The Islamic Microfinance Challenge 2010 was organized to encourage thinking outside the box and the design of new business models.

Comments

Submitted by Ammar Al-waeel on
There are many reasons but two important thing I believe are affecting: Firstly, the leak of funders for Islamic Microfinance institutions, there are many funders for conventional MFIs but how many are there supporting Islamic MFIs. Founders or donors are the biggest player in the Microfinance sector so those funders are missing in the Islamic microfinance. Some MFIs try to provide Shariah-compliant product and services to their clients but they need to take conventional loans themselves from funders to found their liquidity and portfolio requirements, and that do not allow the MIFs to be Islamic Microfinance. we need Donors and founders specifically for Islamic Microfinance institutions. The Islamic bank for development should take a leading role on this. Secondly, There are no academic institutions specialized in Microfinance Research, which will support researchers and encourage them to do research on this critical issue. Because MFIs do not have enough budget to create unique Shariah-compliant product , so they just copy other’s available products. This blog and or website is the only place where somebody can find information about Islamic Microfinance, which is not enough to develop an industry.

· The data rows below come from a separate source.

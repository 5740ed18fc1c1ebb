//! Telegram channel — long-polls the Bot API for commands and replies to the
//! sender. Also provides the [`ChatTransport`] impl used for broadcasts.

use std::sync::Arc;

use teloxide::prelude::*;
use tokio_util::sync::CancellationToken;
use tracing::{debug, info, warn};

use super::commands::{self, Command};
use super::{ChatTransport, MAX_MESSAGE_LENGTH, TransportError, split_message};
use crate::error::AppError;
use crate::store::ChatIdentity;
use crate::subsystems::lexicon::LexiconService;
use crate::subsystems::runtime::{Component, ComponentFuture};

impl ChatTransport for Bot {
    async fn send_text(&self, chat_id: ChatIdentity, text: &str) -> Result<(), TransportError> {
        for chunk in split_message(text, MAX_MESSAGE_LENGTH) {
            self.send_message(ChatId(chat_id), chunk)
                .await
                .map_err(|e| TransportError { chat_id, reason: e.to_string() })?;
        }
        Ok(())
    }
}

// ── TelegramChannel ──────────────────────────────────────────────────────────

pub struct TelegramChannel {
    bot: Bot,
    service: Arc<LexiconService>,
}

impl TelegramChannel {
    pub fn new(bot: Bot, service: Arc<LexiconService>) -> Self {
        Self { bot, service }
    }
}

impl Component for TelegramChannel {
    fn id(&self) -> &str {
        "telegram"
    }

    fn run(self: Box<Self>, shutdown: CancellationToken) -> ComponentFuture {
        Box::pin(run_telegram(self.bot, self.service, shutdown))
    }
}

async fn run_telegram(bot: Bot, service: Arc<LexiconService>, shutdown: CancellationToken) -> Result<(), AppError> {
    info!("telegram channel starting");

    let handler = Update::filter_message()
        .filter_command::<Command>()
        .endpoint(answer);

    let mut dispatcher = Dispatcher::builder(bot, handler)
        .dependencies(dptree::deps![service])
        .default_handler(|update| async move {
            debug!(update_id = ?update.id, "ignoring non-command update");
        })
        .build();

    tokio::select! {
        biased;

        _ = shutdown.cancelled() => {
            info!("shutdown signal received — closing telegram channel");
        }
        _ = dispatcher.dispatch() => {
            warn!("telegram dispatcher exited unexpectedly");
            return Err(AppError::Comms("telegram dispatcher exited".into()));
        }
    }

    Ok(())
}

async fn answer(bot: Bot, msg: Message, cmd: Command, service: Arc<LexiconService>) -> ResponseResult<()> {
    let chat_id = msg.chat.id.0;
    debug!(chat_id, command = ?cmd, "telegram command");

    let reply = commands::execute(&service, chat_id, cmd).await;
    if let Err(e) = bot.send_text(chat_id, &reply).await {
        warn!(error = %e, "failed to send telegram reply");
    }
    Ok(())
}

Submitted by Abdi Abokor Yusuf on
One important issue that is fundamental for for Sharia compliant products is that risk should be shared by the different partners. In the conventional microfinance, the client bears the risks and the bank always relies on its principal plus the profit. Therefore, in order to implement sharia compliant products a substantial orientation, and putting into action the equity financing methods will be a better option rather than spending much effort into the suspicious rebranded conventional methods.

Submitted by Alhassan Ali Abidin on
I think that the very problem that inhibits IMFIs to get to full scale is the lack of understanding of the generic sharia models by clients and policy makers especially in sub saharan Africa. It seems that islamic microfinance is an entirely “new” model and it needs constant education and orientation before there can be a head way. The other issue has to deal with the lack of support and willingness by potential partners and sponsors to put into action, the “new” concept of islamic microfinance so as to lead the way both in equity financing and in marketing it. I personally think that there is huge potential in the inslamic microfinance market niche, but for now we have to deal with the orientation and marketing so as to make those models widely acceptable.